AIM OF THE TASK
Your job is to restate each entry word for word.

-- PROVIDED RECORDS follows --

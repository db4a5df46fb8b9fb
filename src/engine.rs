//! The attribution engine: drives profile records through the resolver,
//! projects each site's histogram onto its tree, and collects the trees into
//! a call-stack keyed store.
//!
//! Failures stay per-sample: a site whose type cannot be resolved or whose
//! histogram misbehaves is logged (when verbose) and skipped; only top-level
//! input failures abort the run.

use crate::dwarf::CallStack;
use crate::error::Result;
use crate::profile::ProfileReader;
use crate::resolver::TypeResolver;
use crate::store::{InsertOutcome, Statistics, TypeTreeStore};
use crate::tree::AccessKind;
use log::warn;

pub struct HistogramBuilder<'a> {
    resolver: TypeResolver<'a>,
    /// Prefix include-list over root type names; empty keeps all.
    type_prefix_filter: Vec<String>,
    /// Include-list of mangled function names; empty keeps all stacks.
    callstack_filter: Vec<String>,
    only_records: bool,
    verify_verbose: bool,
    collect_unresolved: bool,
}

/// The engine's output: the keyed trees, the run counters, and the call
/// stacks that failed to resolve (when their collection was requested).
pub struct BuildResults {
    pub store: TypeTreeStore,
    pub stats: Statistics,
    pub unresolved_callstacks: Vec<CallStack>,
}

impl<'a> HistogramBuilder<'a> {
    pub fn new(resolver: TypeResolver<'a>) -> HistogramBuilder<'a> {
        HistogramBuilder {
            resolver,
            type_prefix_filter: Vec::new(),
            callstack_filter: Vec::new(),
            only_records: false,
            verify_verbose: false,
            collect_unresolved: false,
        }
    }

    pub fn with_type_prefix_filter(mut self, filter: Vec<String>) -> Self {
        self.type_prefix_filter = filter;
        self
    }

    pub fn with_callstack_filter(mut self, filter: Vec<String>) -> Self {
        self.callstack_filter = filter;
        self
    }

    pub fn only_records(mut self, value: bool) -> Self {
        self.only_records = value;
        self
    }

    pub fn verify_verbose(mut self, value: bool) -> Self {
        self.verify_verbose = value;
        self
    }

    pub fn collect_unresolved(mut self, value: bool) -> Self {
        self.collect_unresolved = value;
        self
    }

    /// True when the type is excluded by the prefix include-list.
    fn filter_type(&self, type_name: &str) -> bool {
        if self.type_prefix_filter.is_empty() {
            return false;
        }
        !self
            .type_prefix_filter
            .iter()
            .any(|prefix| type_name.starts_with(prefix.as_str()))
    }

    /// True when no frame of the stack matches the include-list.
    fn filter_callstack(&self, callstack: &CallStack) -> bool {
        if self.callstack_filter.is_empty() {
            return false;
        }
        !callstack.iter().any(|frame| {
            self.callstack_filter
                .iter()
                .any(|name| frame.function_name == *name)
        })
    }

    pub fn build(&self, reader: &mut dyn ProfileReader) -> Result<BuildResults> {
        let mut stats = Statistics::default();
        let mut store = TypeTreeStore::new();
        let mut unresolved_callstacks = Vec::new();

        while let Some(record) = reader.next_record()? {
            for site in &record.sites {
                if site.call_stack.is_empty() {
                    warn!("empty callstack for allocation, skipping site");
                    continue;
                }
                if self.filter_callstack(&site.call_stack) {
                    continue;
                }
                stats.total_allocations_count += 1;

                let mut tree = match self
                    .resolver
                    .resolve_from_callstack(&site.call_stack, site.request_size_bytes())
                {
                    Ok(tree) => tree,
                    Err(e) => {
                        if self.verify_verbose {
                            warn!("failed to resolve type from callstack: {e}");
                        }
                        if self.collect_unresolved {
                            unresolved_callstacks.push(site.call_stack.clone());
                        }
                        continue;
                    }
                };
                stats.total_found_type += 1;

                if self.filter_type(tree.name()) {
                    continue;
                }
                stats.total_after_filtering += 1;

                if tree.is_record() {
                    stats.total_record_count += 1;
                }
                if self.only_records && !tree.is_record() {
                    continue;
                }

                if let Err(e) = tree.record_access_histogram(&site.histogram, AccessKind::Access) {
                    if self.verify_verbose {
                        warn!(
                            "histogram does not precisely align with type size, counters may be \
                             distorted for {}: {e}",
                            tree.name()
                        );
                    }
                }

                if tree.verify(self.verify_verbose) {
                    stats.total_verified += 1;
                } else if self.verify_verbose {
                    warn!("verification failed for tree of {}", tree.name());
                }

                let total = tree.root().total_access_count();
                stats.total_accesses += total;
                if tree.from_container() {
                    stats.container_alloc_count += 1;
                    stats.total_accesses_on_containers += total;
                } else {
                    stats.heap_alloc_count += 1;
                    stats.total_accesses_on_heapallocs += total;
                }
                if tree.is_record() {
                    stats.total_accesses_on_records += total;
                }

                // A merge mismatch is fatal to the site, not the run: the
                // caller supplied contradictory data for one key.
                match store.insert(site.call_stack.clone(), tree) {
                    Ok(InsertOutcome::Merged) => stats.duplicate_callstack_count += 1,
                    Ok(InsertOutcome::Inserted) => {}
                    Err(e) => warn!("failed to insert type tree: {e}"),
                }
            }
        }

        Ok(BuildResults {
            store,
            stats,
            unresolved_callstacks,
        })
    }
}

-- PROVIDED RECORDS concluded --

ANSWER SPACE
repository db4a5df46fb8b9fb
filename src/engine.rs
//! The attribution engine: drives profile records through the resolver,
//! projects each site's histogram onto its tree, and collects the trees into
//! a call-stack keyed store.
//!
//! Failures stay per-sample: a site whose type cannot be resolved or whose
//! histogram misbehaves is logged (when verbose) and skipped; only top-level
//! input failures abort the run.

use crate::dwarf::CallStack;
use crate::error::Result;
use crate::profile::ProfileReader;
use crate::resolver::TypeResolver;
use crate::store::{InsertOutcome, Statistics, TypeTreeStore};
use crate::tree::AccessKind;
use log::warn;

pub struct HistogramBuilder<'a> {
    resolver: TypeResolver<'a>,
    /// Prefix include-list over root type names; empty keeps all.
    type_prefix_filter: Vec<String>,
    /// Include-list of mangled function names; empty keeps all stacks.
    callstack_filter: Vec<String>,
    only_records: bool,
    verify_verbose: bool,
    collect_unresolved: bool,
}

/// The engine's output: the keyed trees, the run counters, and the call
/// stacks that failed to resolve (when their collection was requested).
pub struct BuildResults {
    pub store: TypeTreeStore,
    pub stats: Statistics,
    pub unresolved_callstacks: Vec<CallStack>,
}

impl<'a> HistogramBuilder<'a> {
    pub fn new(resolver: TypeResolver<'a>) -> HistogramBuilder<'a> {
        HistogramBuilder {
            resolver,
            type_prefix_filter: Vec::new(),
            callstack_filter: Vec::new(),
            only_records: false,
            verify_verbose: false,
            collect_unresolved: false,
        }
    }

    pub fn with_type_prefix_filter(mut self, filter: Vec<String>) -> Self {
        self.type_prefix_filter = filter;
        self
    }

    pub fn with_callstack_filter(mut self, filter: Vec<String>) -> Self {
        self.callstack_filter = filter;
        self
    }

    pub fn only_records(mut self, value: bool) -> Self {
        self.only_records = value;
        self
    }

    pub fn verify_verbose(mut self, value: bool) -> Self {
        self.verify_verbose = value;
        self
    }

    pub fn collect_unresolved(mut self, value: bool) -> Self {
        self.collect_unresolved = value;
        self
    }

    /// True when the type is excluded by the prefix include-list.
    fn filter_type(&self, type_name: &str) -> bool {
        if self.type_prefix_filter.is_empty() {
            return false;
        }
        !self
            .type_prefix_filter
            .iter()
            .any(|prefix| type_name.starts_with(prefix.as_str()))
    }

    /// True when no frame of the stack matches the include-list.
    fn filter_callstack(&self, callstack: &CallStack) -> bool {
        if self.callstack_filter.is_empty() {
            return false;
        }
        !callstack.iter().any(|frame| {
            self.callstack_filter
                .iter()
                .any(|name| frame.function_name == *name)
        })
    }

    pub fn build(&self, reader: &mut dyn ProfileReader) -> Result<BuildResults> {
        let mut stats = Statistics::default();
        let mut store = TypeTreeStore::new();
        let mut unresolved_callstacks = Vec::new();

        while let Some(record) = reader.next_record()? {
            for site in &record.sites {
                if site.call_stack.is_empty() {
                    warn!("empty callstack for allocation, skipping site");
                    continue;
                }
                if self.filter_callstack(&site.call_stack) {
                    continue;
                }
                stats.total_allocations_count += 1;

                let mut tree = match self
                    .resolver
                    .resolve_from_callstack(&site.call_stack, site.request_size_bytes())
                {
                    Ok(tree) => tree,
                    Err(e) => {
                        if self.verify_verbose {
                            warn!("failed to resolve type from callstack: {e}");
                        }
                        if self.collect_unresolved {
                            unresolved_callstacks.push(site.call_stack.clone());
                        }
                        continue;
                    }
                };
                stats.total_found_type += 1;

                if self.filter_type(tree.name()) {
                    continue;
                }
                stats.total_after_filtering += 1;

                if tree.is_record() {
                    stats.total_record_count += 1;
                }
                if self.only_records && !tree.is_record() {
                    continue;
                }

                if let Err(e) = tree.record_access_histogram(&site.histogram, AccessKind::Access) {
                    if self.verify_verbose {
                        warn!(
                            "histogram does not precisely align with type size, counters may be \
                             distorted for {}: {e}",
                            tree.name()
                        );
                    }
                }

                if tree.verify(self.verify_verbose) {
                    stats.total_verified += 1;
                } else if self.verify_verbose {
                    warn!("verification failed for tree of {}", tree.name());
                }

                let total = tree.root().total_access_count();
                stats.total_accesses += total;
                if tree.from_container() {
                    stats.container_alloc_count += 1;
                    stats.total_accesses_on_containers += total;
                } else {
                    stats.heap_alloc_count += 1;
                    stats.total_accesses_on_heapallocs += total;
                }
                if tree.is_record() {
                    stats.total_accesses_on_records += total;
                }

                // A merge mismatch is fatal to the site, not the run: the
                // caller supplied contradictory data for one key.
                match store.insert(site.call_stack.clone(), tree) {
                    Ok(InsertOutcome::Merged) => stats.duplicate_callstack_count += 1,
                    Ok(InsertOutcome::Inserted) => {}
                    Err(e) => warn!("failed to insert type tree: {e}"),
                }
            }
        }

        Ok(BuildResults {
            store,
            stats,
            unresolved_callstacks,
        })
    }
}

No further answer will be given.